-- Exercise data --

+-------+

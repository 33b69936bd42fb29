//! ModelX Core - schema-driven object-graph store with a reversible change log
//!
//! This crate provides:
//! - A time-ordered identifier generator with a base64 codec
//! - A runtime-extensible meta-model registry with single inheritance
//! - An element arena with exclusive ownership edges and weak references
//! - An operation log that records every mutation as a replayable batch
//! - Undo/redo replay of recorded batches
//! - A total rule validator over the live graph
//! - Structural invariant checks of the ownership tree
//!
//! All process-wide state is owned by a [`Session`], constructed once per
//! process or test and reset explicitly.

pub mod config;
pub mod errors;
pub mod graph;
pub mod guard;
pub mod id;
pub mod logging_facility;
pub mod meta;
pub mod model;
pub mod oplog;
pub mod replay;
pub mod rules;
pub mod session;

// Re-export commonly used types
pub use config::SessionConfig;
pub use errors::{ErrorCategory, ExError, ExErrorKind, ModelXError, Result};
pub use graph::{Repository, SubtreeSnapshot};
pub use id::IdGenerator;
pub use meta::{AttributeDescriptor, AttributeKind, MetaModel, TypeDescriptor, TypeKind};
pub use model::{CustomValue, CustomValueHooks, Element, Value};
pub use modelx_core_types::{schema, ElementId, OperationId};
pub use oplog::{ListenerId, LogEvent, OpEntry, Operation, OperationLog};
pub use replay::History;
pub use rules::{Rule, RuleContext, RuleSet, ValidationFailure};
pub use session::Session;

+-------+

A line counts if it holds the word "ownership". How many lines of the entries count? Give the number only.

-- Answer to the exercise --
2